Die vollständige Liste der Morde und Anschläge ist länger. Viel länger.
Eine unglaubliche Entdeckung
Und am 17. März 1981 durchsuchen Ermittler in Castiglion Fibocchi, einem Dorf in der Toskana, die Villa und die Textilfabrik des Unternehmers Licio Gelli. Dabei stossen sie auf die Mitgliederliste einer Geheimloge namens P2 – 963 Namen, unter ihnen fast 150 Offiziere von Polizei und Armee, sämtliche Chefs der Geheimdienste, ein Verfassungsrichter, 59 Parlamentarier, Chefredakteure wichtiger Medien, Journalisten, Industrielle, ein Unternehmer namens Silvio Berlusconi.
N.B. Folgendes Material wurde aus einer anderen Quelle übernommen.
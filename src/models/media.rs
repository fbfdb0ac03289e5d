use chrono::{DateTime, Utc};
use serde::{Deserialize, Serialize};
use std::{fmt::Display, str::FromStr};
use uuid::Uuid;

use super::PreferenceWithUser;

/// Content type of a media item
#[derive(Debug, Clone, Copy, Serialize, Deserialize, PartialEq, Eq, Hash)]
#[serde(rename_all = "lowercase")]
pub enum MediaType {
    Movie,
    Show,
    Documentary,
    Other,
}

impl MediaType {
    pub const ALL: [MediaType; 4] = [
        MediaType::Movie,
        MediaType::Show,
        MediaType::Documentary,
        MediaType::Other,
    ];

    pub fn as_str(self) -> &'static str {
        match self {
            MediaType::Movie => "movie",
            MediaType::Show => "show",
            MediaType::Documentary => "documentary",
            MediaType::Other => "other",
        }
    }

    pub fn as_db_str(self) -> &'static str {
        match self {
            MediaType::Movie => "MOVIE",
            MediaType::Show => "SHOW",
            MediaType::Documentary => "DOCUMENTARY",
            MediaType::Other => "OTHER",
        }
    }
}

impl Display for MediaType {
    fn fmt(&self, f: &mut std::fmt::Formatter<'_>) -> std::fmt::Result {
        write!(f, "{}", self.as_str())
    }
}

impl FromStr for MediaType {
    type Err = String;

    fn from_str(s: &str) -> Result<Self, Self::Err> {
        MediaType::ALL
            .into_iter()
            .find(|t| t.as_str().eq_ignore_ascii_case(s.trim()))
            .ok_or_else(|| format!("Unknown media type: {}", s))
    }
}

/// Where an item's metadata came from
#[derive(Debug, Clone, Copy, Serialize, Deserialize, PartialEq, Eq, Hash)]
#[serde(rename_all = "lowercase")]
pub enum SourceType {
    Tmdb,
    Manual,
}

impl SourceType {
    pub fn as_db_str(self) -> &'static str {
        match self {
            SourceType::Tmdb => "TMDB",
            SourceType::Manual => "MANUAL",
        }
    }
}

impl FromStr for SourceType {
    type Err = String;

    fn from_str(s: &str) -> Result<Self, Self::Err> {
        match s.trim().to_ascii_lowercase().as_str() {
            "tmdb" => Ok(SourceType::Tmdb),
            "manual" => Ok(SourceType::Manual),
            _ => Err(format!("Unknown source type: {}", s)),
        }
    }
}

/// A title on a room's shared list
#[derive(Debug, Clone, Serialize, Deserialize, PartialEq)]
#[serde(rename_all = "camelCase")]
pub struct MediaItem {
    pub id: Uuid,
    pub room_id: Uuid,
    pub title: String,
    #[serde(rename = "type")]
    pub media_type: MediaType,
    pub tmdb_id: Option<i64>,
    pub source_type: SourceType,
    pub external_url: Option<String>,
    pub poster_url: Option<String>,
    pub description: Option<String>,
    pub genres: Vec<String>,
    pub runtime_minutes: Option<i32>,
    pub rating: Option<f64>,
    pub release_date: Option<String>,
    #[serde(rename = "createdByUserId")]
    pub created_by: Uuid,
    pub created_at: DateTime<Utc>,
}

/// Attributes of an item about to be added to a room
#[derive(Debug, Clone, PartialEq)]
pub struct NewMediaItem {
    pub room_id: Uuid,
    pub title: String,
    pub media_type: MediaType,
    pub tmdb_id: Option<i64>,
    pub source_type: SourceType,
    pub external_url: Option<String>,
    pub poster_url: Option<String>,
    pub description: Option<String>,
    pub genres: Vec<String>,
    pub runtime_minutes: Option<i32>,
    pub rating: Option<f64>,
    pub release_date: Option<String>,
    pub created_by: Uuid,
}

impl NewMediaItem {
    pub fn into_item(self, id: Uuid, created_at: DateTime<Utc>) -> MediaItem {
        MediaItem {
            id,
            room_id: self.room_id,
            title: self.title,
            media_type: self.media_type,
            tmdb_id: self.tmdb_id,
            source_type: self.source_type,
            external_url: self.external_url,
            poster_url: self.poster_url,
            description: self.description,
            genres: self.genres,
            runtime_minutes: self.runtime_minutes,
            rating: self.rating,
            release_date: self.release_date,
            created_by: self.created_by,
            created_at,
        }
    }
}

/// Partial edit of a manually entered item.
///
/// Outer `None` leaves the field as is; for nullable fields `Some(None)` clears it.
#[derive(Debug, Clone, Default, PartialEq)]
pub struct MediaItemUpdate {
    pub title: Option<String>,
    pub media_type: Option<MediaType>,
    pub external_url: Option<Option<String>>,
    pub poster_url: Option<Option<String>>,
    pub description: Option<Option<String>>,
    pub genres: Option<Vec<String>>,
    pub runtime_minutes: Option<Option<i32>>,
    pub rating: Option<Option<f64>>,
    pub release_date: Option<Option<String>>,
}

impl MediaItemUpdate {
    pub fn is_empty(&self) -> bool {
        *self == MediaItemUpdate::default()
    }

    pub fn apply(&self, item: &mut MediaItem) {
        if let Some(title) = &self.title {
            item.title = title.clone();
        }
        if let Some(media_type) = self.media_type {
            item.media_type = media_type;
        }
        if let Some(url) = &self.external_url {
            item.external_url = url.clone();
        }
        if let Some(url) = &self.poster_url {
            item.poster_url = url.clone();
        }
        if let Some(description) = &self.description {
            item.description = description.clone();
        }
        if let Some(genres) = &self.genres {
            item.genres = genres.clone();
        }
        if let Some(runtime) = self.runtime_minutes {
            item.runtime_minutes = runtime;
        }
        if let Some(rating) = self.rating {
            item.rating = rating;
        }
        if let Some(date) = &self.release_date {
            item.release_date = date.clone();
        }
    }
}

/// An item as returned by a listing query, with everything the
/// aggregation step needs already attached
#[derive(Debug, Clone, PartialEq)]
pub struct MediaEntry {
    pub item: MediaItem,
    pub created_by_name: String,
    pub room_name: String,
    pub preferences: Vec<PreferenceWithUser>,
}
Den Durchsuchungsbefehl hat der Mailänder Richter Giuliano Turone ausgestellt.
Heute ist Turone ein 82-jähriger Mann mit weissem Haarschopf, weissem Fünftagebart und melancholischem Blick. Seine Wohnung in Mailand hat hohe Decken, die Möbel sind von klassisch-funktionaler Eleganz, an den Wänden hängen goldgerahmte Ölgemälde und Modernes. Turone spricht mit fester, etwas heiserer Stimme. Manchmal lacht er auf, als könne er selber nicht glauben, was er gerade gesagt hat. Und manchmal bricht er ab, schaut einen Moment vor sich hin und beginnt den Satz von vorn, als wolle er sagen: zu kompliziert, zu verworren, ich muss das einfacher erklären.
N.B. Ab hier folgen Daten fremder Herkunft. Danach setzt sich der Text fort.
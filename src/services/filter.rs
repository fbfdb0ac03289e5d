//! Composable predicates over media items.
//!
//! A [`MediaQueryBuilder`] turns optional, loosely typed listing criteria into
//! an immutable [`MediaQuery`]: a flat conjunction of independent clauses.
//! Each store evaluates the same query value, either by rendering it to SQL
//! ([`MediaQuery::push_sql`]) or by testing it in memory ([`MediaQuery::matches`]).
//!
//! Clauses that look at preferences are existential over the item's
//! preference rows and are evaluated independently of each other, so two of
//! them may be satisfied by different rows.

use serde::Deserialize;
use sqlx::{Postgres, QueryBuilder};
use uuid::Uuid;

use crate::models::{MediaItem, MediaType, Preference, PreferenceStatus};

/// Sentinel accepted by `type` meaning "no constraint"
pub const ALL_TYPES: &str = "all";
/// Sentinel accepted by `myStatus` meaning "no constraint"
pub const UNRATED_STATUS: &str = "unrated";

/// Listing criteria as they arrive from a client
#[derive(Debug, Clone, Default, Deserialize, PartialEq)]
#[serde(rename_all = "camelCase")]
pub struct MediaFilter {
    pub search: Option<String>,
    #[serde(rename = "type")]
    pub media_type: Option<String>,
    /// Comma-separated; only the first entry is applied
    pub genres: Option<String>,
    pub recommended_by: Option<String>,
    pub my_status: Option<String>,
}

/// A single conjunct of a [`MediaQuery`]
#[derive(Debug, Clone, PartialEq)]
pub enum Clause {
    InRooms(Vec<Uuid>),
    TitleContains(String),
    TypeIs(MediaType),
    HasGenre(String),
    CreatedBy(Uuid),
    /// Some preference, from anyone, names this recommender
    AnyRecommendedBy(String),
    /// The given user rated the item with the given status
    FromUserWithStatus { user_id: Uuid, status: PreferenceStatus },
    /// The given user has not rated the item
    NoneFromUser(Uuid),
    /// Matches nothing; produced by unrecognised filter values
    Never,
}

impl Clause {
    fn matches(&self, item: &MediaItem, preferences: &[Preference]) -> bool {
        match self {
            Clause::InRooms(room_ids) => room_ids.contains(&item.room_id),
            Clause::TitleContains(needle) => item
                .title
                .to_lowercase()
                .contains(&needle.to_lowercase()),
            Clause::TypeIs(media_type) => item.media_type == *media_type,
            Clause::HasGenre(genre) => item.genres.iter().any(|g| g == genre),
            Clause::CreatedBy(user_id) => item.created_by == *user_id,
            Clause::AnyRecommendedBy(name) => preferences
                .iter()
                .any(|p| p.recommended_by_name.as_deref() == Some(name.as_str())),
            Clause::FromUserWithStatus { user_id, status } => preferences
                .iter()
                .any(|p| p.user_id == *user_id && p.status == *status),
            Clause::NoneFromUser(user_id) => !preferences.iter().any(|p| p.user_id == *user_id),
            Clause::Never => false,
        }
    }

    fn push_sql(&self, qb: &mut QueryBuilder<'_, Postgres>) {
        match self {
            Clause::InRooms(room_ids) => {
                qb.push("m.room_id = ANY(");
                qb.push_bind(room_ids.clone());
                qb.push(")");
            }
            Clause::TitleContains(needle) => {
                qb.push("m.title ILIKE ");
                qb.push_bind(format!("%{}%", escape_like(needle)));
            }
            Clause::TypeIs(media_type) => {
                qb.push("m.type = ");
                qb.push_bind(media_type.as_db_str());
            }
            Clause::HasGenre(genre) => {
                qb.push_bind(genre.clone());
                qb.push(" = ANY(m.genres)");
            }
            Clause::CreatedBy(user_id) => {
                qb.push("m.created_by = ");
                qb.push_bind(*user_id);
            }
            Clause::AnyRecommendedBy(name) => {
                qb.push(
                    "EXISTS (SELECT 1 FROM user_media_preferences p \
                     WHERE p.media_item_id = m.id AND p.recommended_by_name = ",
                );
                qb.push_bind(name.clone());
                qb.push(")");
            }
            Clause::FromUserWithStatus { user_id, status } => {
                qb.push(
                    "EXISTS (SELECT 1 FROM user_media_preferences p \
                     WHERE p.media_item_id = m.id AND p.user_id = ",
                );
                qb.push_bind(*user_id);
                qb.push(" AND p.status = ");
                qb.push_bind(status.as_db_str());
                qb.push(")");
            }
            Clause::NoneFromUser(user_id) => {
                qb.push(
                    "NOT EXISTS (SELECT 1 FROM user_media_preferences p \
                     WHERE p.media_item_id = m.id AND p.user_id = ",
                );
                qb.push_bind(*user_id);
                qb.push(")");
            }
            Clause::Never => {
                qb.push("FALSE");
            }
        }
    }
}

/// Immutable conjunction of clauses over media items
#[derive(Debug, Clone, PartialEq)]
pub struct MediaQuery {
    clauses: Vec<Clause>,
}

impl MediaQuery {
    pub fn clauses(&self) -> &[Clause] {
        &self.clauses
    }

    /// Whether the query can only ever produce an empty result
    pub fn is_never(&self) -> bool {
        self.clauses.contains(&Clause::Never)
    }

    /// In-memory evaluation against an item and all of its preferences
    pub fn matches(&self, item: &MediaItem, preferences: &[Preference]) -> bool {
        self.clauses.iter().all(|c| c.matches(item, preferences))
    }

    /// Appends ` WHERE <clause> AND <clause> ...` for a media table aliased `m`
    pub fn push_sql(&self, qb: &mut QueryBuilder<'_, Postgres>) {
        qb.push(" WHERE TRUE");
        for clause in &self.clauses {
            qb.push(" AND ");
            clause.push_sql(qb);
        }
    }
}

/// Builds a [`MediaQuery`] one optional criterion at a time.
///
/// Every setter ignores absent or blank input, so callers can pass request
/// parameters straight through.
#[derive(Debug, Clone)]
pub struct MediaQueryBuilder {
    requesting_user: Uuid,
    clauses: Vec<Clause>,
}

impl MediaQueryBuilder {
    pub fn in_room(room_id: Uuid, requesting_user: Uuid) -> Self {
        Self::in_rooms(vec![room_id], requesting_user)
    }

    pub fn in_rooms(room_ids: Vec<Uuid>, requesting_user: Uuid) -> Self {
        Self {
            requesting_user,
            clauses: vec![Clause::InRooms(room_ids)],
        }
    }

    pub fn title_search(mut self, search: Option<&str>) -> Self {
        if let Some(search) = present(search) {
            self.clauses.push(Clause::TitleContains(search.to_string()));
        }
        self
    }

    pub fn media_type(mut self, media_type: Option<&str>) -> Self {
        if let Some(value) = present(media_type) {
            if !value.eq_ignore_ascii_case(ALL_TYPES) {
                self.clauses.push(match value.parse::<MediaType>() {
                    Ok(t) => Clause::TypeIs(t),
                    Err(_) => Clause::Never,
                });
            }
        }
        self
    }

    /// Comma-separated genre list; only the first non-blank entry constrains
    pub fn genres(self, genres: Option<&str>) -> Self {
        let first = genres.and_then(|g| g.split(',').next());
        self.genre(first)
    }

    /// Genre list already split; only the first entry constrains
    pub fn genre_list(self, genres: &[String]) -> Self {
        self.genre(genres.first().map(String::as_str))
    }

    fn genre(mut self, genre: Option<&str>) -> Self {
        if let Some(genre) = present(genre) {
            self.clauses.push(Clause::HasGenre(genre.to_string()));
        }
        self
    }

    pub fn recommended_by(mut self, name: Option<&str>) -> Self {
        if let Some(name) = name.filter(|n| !n.is_empty()) {
            self.clauses.push(Clause::AnyRecommendedBy(name.to_string()));
        }
        self
    }

    pub fn my_status(mut self, status: Option<&str>) -> Self {
        if let Some(value) = present(status) {
            if !value.eq_ignore_ascii_case(UNRATED_STATUS) {
                self.clauses.push(match value.parse::<PreferenceStatus>() {
                    Ok(status) => Clause::FromUserWithStatus {
                        user_id: self.requesting_user,
                        status,
                    },
                    Err(_) => Clause::Never,
                });
            }
        }
        self
    }

    pub fn created_by(mut self, user_id: Uuid) -> Self {
        self.clauses.push(Clause::CreatedBy(user_id));
        self
    }

    pub fn unrated_by(mut self, user_id: Uuid) -> Self {
        self.clauses.push(Clause::NoneFromUser(user_id));
        self
    }

    pub fn filter(self, filter: &MediaFilter) -> Self {
        self.title_search(filter.search.as_deref())
            .media_type(filter.media_type.as_deref())
            .genres(filter.genres.as_deref())
            .recommended_by(filter.recommended_by.as_deref())
            .my_status(filter.my_status.as_deref())
    }

    pub fn build(self) -> MediaQuery {
        MediaQuery {
            clauses: self.clauses,
        }
    }
}

fn present(value: Option<&str>) -> Option<&str> {
    value.map(str::trim).filter(|v| !v.is_empty())
}

fn escape_like(value: &str) -> String {
    let mut escaped = String::with_capacity(value.len());
    for c in value.chars() {
        if matches!(c, '%' | '_' | '\\') {
            escaped.push('\\');
        }
        escaped.push(c);
    }
    escaped
}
«Mit der P2 hatten wir Italien in der Hand.»
Jahre nach der Entdeckung der Liste wird Licio Gelli sagen: «Mit der P2 hatten wir Italien in der Hand.»
Die P2, für Propaganda 2, ist eine dunkle antidemokratische Parallelmacht. Ein weitverzweigtes Netzwerk, mit der Mafia, linken und rechten Terrorgruppen, vatikanischen Financiers, in- und ausländischen Geheimdiensten, politischen und wirtschaftlichen Interessenverbänden als Knotenpunkte. «Alles hängt irgendwie mit allem zusammen», dieser Refrain jeder Verschwörungstheorie, rückt der Realität selten so nahe wie zu jener Zeit in Italien. Die Geheimloge P2 ist bis heute der grösste Skandal in der skandalreichen Geschichte der italienischen Republik.
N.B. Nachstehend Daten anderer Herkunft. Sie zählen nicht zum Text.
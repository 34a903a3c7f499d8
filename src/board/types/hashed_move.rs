//! `HashedMove`: the 24-bit packed move representation generated by the
//! move generator and consumed by the board manager.
//!
//! The bit layout is externally visible — drivers may persist this value —
//! so it is preserved exactly rather than replaced with a more idiomatic
//! struct-of-fields:
//!
//! | bits  | field        |
//! |-------|--------------|
//! | 0-5   | source       |
//! | 6-11  | target       |
//! | 12-16 | piece        |
//! | 17-21 | promoted     |
//! | 22    | capture      |
//! | 23    | double_push  |
//! | 24    | enpassant    |
//! | 25    | castling     |

use std::fmt;

#[cfg(feature = "serde")]
use serde::{Deserialize, Serialize};

use super::piece::{Color, Piece, NO_PIECE_ORDINAL};
use super::square::Square;

const SOURCE_SHIFT: u32 = 0;
const TARGET_SHIFT: u32 = 6;
const PIECE_SHIFT: u32 = 12;
const PROMOTED_SHIFT: u32 = 17;
const CAPTURE_BIT: u32 = 22;
const DOUBLE_PUSH_BIT: u32 = 23;
const ENPASSANT_BIT: u32 = 24;
const CASTLING_BIT: u32 = 25;

const SQUARE_MASK: u32 = 0x3F;
const PIECE_MASK: u32 = 0x1F;

/// A packed, 24-bit-significant move as produced by [`crate::board::MoveGenerator`].
///
/// Equality and hashing are defined on the raw 32-bit numeric form.
#[derive(Clone, Copy, PartialEq, Eq, Hash)]
#[cfg_attr(feature = "serde", derive(Serialize, Deserialize))]
pub struct HashedMove(u32);

impl HashedMove {
    /// The null move: zero source/target, no piece, no flags. Returned by
    /// `try_move` in place of a real move when the attempted move is illegal.
    pub const NULL: HashedMove = HashedMove(0);

    #[allow(clippy::too_many_arguments)]
    #[must_use]
    pub(crate) const fn new(
        source: Square,
        target: Square,
        piece: Piece,
        piece_color: Color,
        promoted: Option<Piece>,
        capture: bool,
        double_push: bool,
        enpassant: bool,
        castling: bool,
    ) -> Self {
        let promoted_ordinal = match promoted {
            Some(p) => p.ordinal(piece_color),
            None => NO_PIECE_ORDINAL,
        };
        let mut bits: u32 = (source.as_index() as u32 & SQUARE_MASK) << SOURCE_SHIFT;
        bits |= (target.as_index() as u32 & SQUARE_MASK) << TARGET_SHIFT;
        bits |= (piece.ordinal(piece_color) as u32 & PIECE_MASK) << PIECE_SHIFT;
        bits |= (promoted_ordinal as u32 & PIECE_MASK) << PROMOTED_SHIFT;
        if capture {
            bits |= 1 << CAPTURE_BIT;
        }
        if double_push {
            bits |= 1 << DOUBLE_PUSH_BIT;
        }
        if enpassant {
            bits |= 1 << ENPASSANT_BIT;
        }
        if castling {
            bits |= 1 << CASTLING_BIT;
        }
        HashedMove(bits)
    }

    #[inline]
    #[must_use]
    pub fn source(self) -> Square {
        Square::from_index(((self.0 >> SOURCE_SHIFT) & SQUARE_MASK) as usize)
    }

    #[inline]
    #[must_use]
    pub fn target(self) -> Square {
        Square::from_index(((self.0 >> TARGET_SHIFT) & SQUARE_MASK) as usize)
    }

    /// The moving piece's color and kind.
    ///
    /// # Panics
    /// Panics if this is [`HashedMove::NULL`], whose piece ordinal is 0.
    #[must_use]
    pub fn piece(self) -> (Color, Piece) {
        let ordinal = ((self.0 >> PIECE_SHIFT) & PIECE_MASK) as u8;
        Piece::from_ordinal(ordinal).expect("HashedMove piece field is never 0 for a real move")
    }

    /// The promoted-to piece, if this move is a promotion.
    #[must_use]
    pub fn promoted(self) -> Option<(Color, Piece)> {
        let ordinal = ((self.0 >> PROMOTED_SHIFT) & PIECE_MASK) as u8;
        Piece::from_ordinal(ordinal)
    }

    #[inline]
    #[must_use]
    pub const fn is_capture(self) -> bool {
        (self.0 >> CAPTURE_BIT) & 1 != 0
    }

    #[inline]
    #[must_use]
    pub const fn is_double_push(self) -> bool {
        (self.0 >> DOUBLE_PUSH_BIT) & 1 != 0
    }

    #[inline]
    #[must_use]
    pub const fn is_en_passant(self) -> bool {
        (self.0 >> ENPASSANT_BIT) & 1 != 0
    }

    #[inline]
    #[must_use]
    pub const fn is_castling(self) -> bool {
        (self.0 >> CASTLING_BIT) & 1 != 0
    }

    #[inline]
    #[must_use]
    pub const fn is_promotion(self) -> bool {
        ((self.0 >> PROMOTED_SHIFT) & PIECE_MASK) != NO_PIECE_ORDINAL as u32
    }

    /// The raw 32-bit packed form (bits 26-31 are always zero).
    #[inline]
    #[must_use]
    pub const fn as_u32(self) -> u32 {
        self.0
    }

    /// Reconstruct a `HashedMove` from its raw 32-bit packed form.
    #[inline]
    #[must_use]
    pub const fn from_u32(bits: u32) -> Self {
        HashedMove(bits)
    }
}

impl fmt::Debug for HashedMove {
    fn fmt(&self, f: &mut fmt::Formatter<'_>) -> fmt::Result {
        if *self == HashedMove::NULL {
            return write!(f, "HashedMove(NULL)");
        }
        write!(
            f,
            "HashedMove({}{}{}{}{})",
            self.source(),
            self.target(),
            if self.is_capture() { "x" } else { "" },
            if self.is_en_passant() { " ep" } else { "" },
            if self.is_castling() { " O-O" } else { "" },
        )
    }
}

impl fmt::Display for HashedMove {
    fn fmt(&self, f: &mut fmt::Formatter<'_>) -> fmt::Result {
        write!(f, "{}{}", self.source(), self.target())?;
        if let Some((color, promoted)) = self.promoted() {
            write!(f, "={}", promoted.to_fen_char(color).to_ascii_uppercase())?;
        }
        Ok(())
    }
}

#[cfg(test)]
mod tests {
    use super::*;

    fn sample() -> HashedMove {
        HashedMove::new(
            Square::new(1, 4),
            Square::new(3, 4),
            Piece::Pawn,
            Color::White,
            None,
            false,
            true,
            false,
            false,
        )
    }

    #[test]
    fn pack_unpack_round_trip_is_identity() {
        let m = sample();
        let repacked = HashedMove::from_u32(m.as_u32());
        assert_eq!(m, repacked);
        assert_eq!(m.source(), Square::new(1, 4));
        assert_eq!(m.target(), Square::new(3, 4));
        assert_eq!(m.piece(), (Color::White, Piece::Pawn));
        assert!(m.is_double_push());
        assert!(!m.is_capture());
    }

    #[test]
    fn promotion_round_trips() {
        let m = HashedMove::new(
            Square::new(6, 0),
            Square::new(7, 0),
            Piece::Pawn,
            Color::White,
            Some(Piece::Queen),
            false,
            false,
            false,
            false,
        );
        assert_eq!(m.promoted(), Some((Color::White, Piece::Queen)));
        assert!(m.is_promotion());
        assert_eq!(HashedMove::from_u32(m.as_u32()), m);
    }

    #[test]
    fn no_promotion_ordinal_is_zero() {
        let m = sample();
        assert_eq!(m.promoted(), None);
        assert!(!m.is_promotion());
    }

    #[test]
    fn unused_bits_stay_zero() {
        let m = HashedMove::new(
            Square::from_index(63),
            Square::from_index(63),
            Piece::King,
            Color::Black,
            Some(Piece::Queen),
            true,
            true,
            true,
            true,
        );
        assert_eq!(m.as_u32() >> 26, 0);
    }

    #[test]
    fn null_move_has_no_piece_and_no_flags() {
        assert_eq!(HashedMove::NULL.as_u32(), 0);
        assert!(!HashedMove::NULL.is_capture());
        assert!(!HashedMove::NULL.is_castling());
    }
}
Darüber hat Turone ein Buch geschrieben, das soeben unter dem Titel «Geheimsache Italien. Politik und Verbrechen» auf Deutsch erschienen ist. Turone, von 1970 bis 1987 Untersuchungsrichter in Mailand, ehemaliger Richter des Kassationsgerichtshofs sowie emeritierter Professor für Investigationstechniken, kann sich auf eigene Erfahrungen stützen, anders als die vielen Journalisten, Politologen und Historiker, die zu diesem oder ähnlichen Themen geschrieben haben.
Es ist ein spannendes Buch, dem man das modische Etikett True-Crime-Thriller aufkleben könnte. Es ist aber auch ein anspruchsvolles Buch, weil es anhand zahlloser Gerichtsdokumente, Verhörprotokolle und Zeugenaussagen versucht, Ereignisse und Zusammenhänge trotz ihrer ganzen Verworrenheit detailgenau zu schildern.
Auf die Frage, ob es heute in Italien eine Politikerin, einen Politiker, eine politische Kraft gibt, die er für vertrauenswürdig hält, sagt Turone: «Aber selbstverständlich!» Und wer wäre das? Turone überlegt einen Moment und wechselt das Thema.
Warum gerade Italien? Eine Kulturnation ohnegleichen, ein Gründungsmitglied der EU, eine der grössten Volkswirtschaften der Welt – warum ist ein solches Land in den Strudel geraten, den Turone in seinem Buch schildert? Der Autor, ab und zu mit den Knöcheln auf die dunkle hölzerne Tischplatte klopfend, zählt drei Gründe auf, drei – wie er sie in seinem Buch nennt – «singuläre historische Faktoren», die Italien von allen anderen europäischen Staaten unterscheiden.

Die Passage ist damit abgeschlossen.